On Saturday, the Beirut newspaper As-Safir quoted unidentified sources as saying eight of the Frenchmen would be released, four within two days and four a week later.
The same day, the pro-Libyan magazine Al-Shiraa carried a one-paragraph report saying that ″an informed political source has disclosed that six hostages, three Americans and three French, will be freed shortly.″
Neither publication identified the hostages to be released, and there was no indication from U.S. or French officials that they had knowledge of imminent releases.
Today, an anoymous telephone caller claiming to speak for the shadowy Shiite Moslem extremist group Islamic Jihad told the Christian Voice of Lebanon radio that the group would release two of the captive Frenchmen today.
But there were strong doubts over the authenticity of the claim, as all previous claims made to the station by callers claiming to speak on behalf of Islamic Jihad, or Islamic Holy War, have proven wrong.
Unconfirmed reports Sunday in Beirut said the French hostages were moved to a secret location in Syrian-controlled eastern Lebanon pending their release in Damascus.
European reporters and television crews began streaming into the Syrian capital and checking into hotels to await the release of the French hostages after As-Safir reported what it said was a breakthrough last week in backstage contacts in Syria, Lebanon and Iran.
As-Safir has not said who was involved, but said the efforts excluded the five American hostages because of the U.S. air raids on Libya on April 15.
Syrian Foreign Minister Farouk Sharaa, interviewed Sunday in Damascus on the CBS News program ″Face the Nation,″ said his government was working to secure the release of the American and French hostages.
But, he said ″I can’t feel very optimistic when I don’t have tangible grounds for that.″
Sharaa said Syria did not know where the hostages were because their captors ″move them from one place to another and keep their hideout very secret.″
Islamic Jihad has said it kidnapped the Americans and four of the Frenchmen.
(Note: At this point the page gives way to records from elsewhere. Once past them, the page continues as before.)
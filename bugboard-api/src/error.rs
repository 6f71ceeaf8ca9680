/// Error handling for the API server
///
/// This module provides a unified error type that maps to HTTP responses.
/// All handlers return `Result<T, ApiError>` which converts to the
/// matching status code with a JSON body.
///
/// Permission denials and last-member removals are not reported as errors:
/// handlers turn them into a 303 redirect back to the unchanged detail view
/// with [`or_redirect`].

use axum::{
    http::StatusCode,
    response::{IntoResponse, Redirect, Response},
    Json,
};
use bugboard_shared::auth::{jwt::JwtError, password::PasswordError};
use bugboard_shared::error::{CoreError, CoreResult};
use serde::{Deserialize, Serialize};
use validator::ValidationErrors;

/// API result type alias
pub type ApiResult<T> = Result<T, ApiError>;

/// Unified API error type
#[derive(Debug, thiserror::Error)]
pub enum ApiError {
    /// Bad request (400)
    #[error("Bad request: {0}")]
    BadRequest(String),

    /// Unauthorized (401)
    #[error("Unauthorized: {0}")]
    Unauthorized(String),

    /// Forbidden (403)
    #[error("Forbidden: {0}")]
    Forbidden(String),

    /// Not found (404)
    #[error("Not found: {0}")]
    NotFound(String),

    /// Conflict (409), e.g. a taken username
    #[error("Conflict: {0}")]
    Conflict(String),

    /// Unprocessable entity (422)
    #[error("Validation failed: {} errors", .0.len())]
    ValidationError(Vec<ValidationErrorDetail>),

    /// Silent rejection: 303 back to an unchanged page
    #[error("Rejected, redirecting to {0}")]
    Rejected(String),

    /// Internal server error (500)
    #[error("Internal error: {0}")]
    InternalError(String),
}

/// Validation error detail
#[derive(Debug, Clone, Serialize, Deserialize)]
pub struct ValidationErrorDetail {
    /// Field that failed validation
    pub field: String,

    /// Error message
    pub message: String,
}

/// Error response format
#[derive(Debug, Serialize, Deserialize)]
pub struct ErrorResponse {
    /// Error code (e.g., "bad_request", "unauthorized")
    pub error: String,

    /// Human-readable error message
    pub message: String,

    /// Optional validation errors
    #[serde(skip_serializing_if = "Option::is_none")]
    pub details: Option<Vec<ValidationErrorDetail>>,
}

impl IntoResponse for ApiError {
    fn into_response(self) -> Response {
        let (status, error_code, message, details) = match self {
            ApiError::Rejected(location) => return Redirect::to(&location).into_response(),
            ApiError::BadRequest(msg) => (StatusCode::BAD_REQUEST, "bad_request", msg, None),
            ApiError::Unauthorized(msg) => (StatusCode::UNAUTHORIZED, "unauthorized", msg, None),
            ApiError::Forbidden(msg) => (StatusCode::FORBIDDEN, "forbidden", msg, None),
            ApiError::NotFound(msg) => (StatusCode::NOT_FOUND, "not_found", msg, None),
            ApiError::Conflict(msg) => (StatusCode::CONFLICT, "conflict", msg, None),
            ApiError::ValidationError(errors) => (
                StatusCode::UNPROCESSABLE_ENTITY,
                "validation_error",
                "Request validation failed".to_string(),
                Some(errors),
            ),
            ApiError::InternalError(msg) => {
                // Log internal errors but don't expose details to clients
                tracing::error!("Internal error: {}", msg);
                (
                    StatusCode::INTERNAL_SERVER_ERROR,
                    "internal_error",
                    "An internal error occurred".to_string(),
                    None,
                )
            }
        };

        let body = Json(ErrorResponse {
            error: error_code.to_string(),
            message,
            details,
        });

        (status, body).into_response()
    }
}

/// Maps silent rejections to a redirect to `location`, other errors as usual
pub fn or_redirect<T>(result: CoreResult<T>, location: &str) -> ApiResult<T> {
    result.map_err(|err| {
        if err.is_silent_rejection() {
            ApiError::Rejected(location.to_string())
        } else {
            err.into()
        }
    })
}

/// Convert core errors to API errors
impl From<CoreError> for ApiError {
    fn from(err: CoreError) -> Self {
        match err {
            CoreError::Validation { field, message } => {
                ApiError::ValidationError(vec![ValidationErrorDetail { field, message }])
            }
            CoreError::PermissionDenied(reason) => ApiError::Forbidden(reason.to_string()),
            CoreError::LastMember => ApiError::Forbidden(err.to_string()),
            CoreError::Unauthenticated => ApiError::Unauthorized(err.to_string()),
            CoreError::NotFound { .. } => ApiError::NotFound(err.to_string()),
            CoreError::Database(e) => e.into(),
        }
    }
}

/// Convert sqlx errors to API errors
impl From<sqlx::Error> for ApiError {
    fn from(err: sqlx::Error) -> Self {
        match err {
            sqlx::Error::RowNotFound => ApiError::NotFound("Resource not found".to_string()),
            sqlx::Error::Database(db_err) => {
                if db_err.is_unique_violation() {
                    return ApiError::Conflict("Resource already exists".to_string());
                }

                // Other database errors are internal
                ApiError::InternalError(format!("Database error: {}", db_err))
            }
            _ => ApiError::InternalError(format!("Database error: {}", err)),
        }
    }
}

/// Convert request body validation errors to API errors
impl From<ValidationErrors> for ApiError {
    fn from(errors: ValidationErrors) -> Self {
        let details = errors
            .field_errors()
            .iter()
            .flat_map(|(field, errors)| {
                errors.iter().map(move |error| ValidationErrorDetail {
                    field: field.to_string(),
                    message: error
                        .message
                        .as_ref()
                        .map(|m| m.to_string())
                        .unwrap_or_else(|| "Validation failed".to_string()),
                })
            })
            .collect();
        ApiError::ValidationError(details)
    }
}

/// Convert password errors to API errors
impl From<PasswordError> for ApiError {
    fn from(err: PasswordError) -> Self {
        ApiError::InternalError(format!("Password operation failed: {}", err))
    }
}

/// Convert JWT errors to API errors
impl From<JwtError> for ApiError {
    fn from(err: JwtError) -> Self {
        match err {
            JwtError::Expired => ApiError::Unauthorized("Token expired".to_string()),
            JwtError::InvalidIssuer => ApiError::Unauthorized("Invalid token issuer".to_string()),
            JwtError::CreateError(msg) => ApiError::InternalError(msg),
            _ => ApiError::Unauthorized(format!("Invalid token: {}", err)),
        }
    }
}

#[cfg(test)]
mod tests {
    use super::*;
    use axum::http::header;
    use bugboard_shared::error::{EntityKind, PermissionDenied};

    #[test]
    fn test_error_display() {
        let err = ApiError::BadRequest("Invalid input".to_string());
        assert_eq!(err.to_string(), "Bad request: Invalid input");

        let err = ApiError::NotFound("issue 3 not found".to_string());
        assert_eq!(err.to_string(), "Not found: issue 3 not found");
    }

    #[test]
    fn test_core_error_status_codes() {
        let status = |err: CoreError| ApiError::from(err).into_response().status();

        assert_eq!(
            status(CoreError::validation("title", "This field is required")),
            StatusCode::UNPROCESSABLE_ENTITY
        );
        assert_eq!(
            status(CoreError::not_found(EntityKind::Project, 1)),
            StatusCode::NOT_FOUND
        );
        assert_eq!(status(CoreError::Unauthenticated), StatusCode::UNAUTHORIZED);
    }

    #[test]
    fn test_silent_rejection_redirects() {
        let result: CoreResult<()> = Err(CoreError::PermissionDenied(PermissionDenied::NotCreator));
        let response = or_redirect(result, "/v1/projects/1").unwrap_err().into_response();

        assert_eq!(response.status(), StatusCode::SEE_OTHER);
        assert_eq!(response.headers()[header::LOCATION], "/v1/projects/1");

        let result: CoreResult<()> = Err(CoreError::LastMember);
        assert!(matches!(
            or_redirect(result, "/v1/issues/2"),
            Err(ApiError::Rejected(location)) if location == "/v1/issues/2"
        ));

        let result: CoreResult<()> = Err(CoreError::not_found(EntityKind::Issue, 2));
        assert!(matches!(or_redirect(result, "/"), Err(ApiError::NotFound(_))));
    }
}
The group, which is said to be linked to Iran, said it killed two hostages, U.S. Embassy political officer William Buckley and French researcher Michel Seurat, but their deaths have not been confirmed.
In addition to Buckley, the Americans are Terry A. Anderson, 38, chief Middle East correspondent of The Associated Press; the Rev. Lawrence Martin Jenco, 50, a Roman Catholic priest; David Jacobsen, 54, director of the American University Hospital; and Thomas Sutherland, 54, acting dean of agriculture at the American University of Beirut.
Besides Seurat, the Frenchmen said to be held by Islamic Holy War are Marcel Fontaine, 45, a French Embassy vice consul; Marcel Carton, an embassy protocol officer; and journalist Jean-Paul Kauffman.
A group calling itself the Revolutionary Justice Organization claimed responsibility for the March 8 kidnapping of four members of a French television crew.
The four, employees of television station Antenne 2, are Philip Rochot, 39; Georges Hansen, 45; Aurel Cornea, 54; and Jean-Louis Normandin, 34.
The ninth Frenchman, retired car dealer Camille Sontag, 85, was kidnapped May 7. No group has claimed responsibility.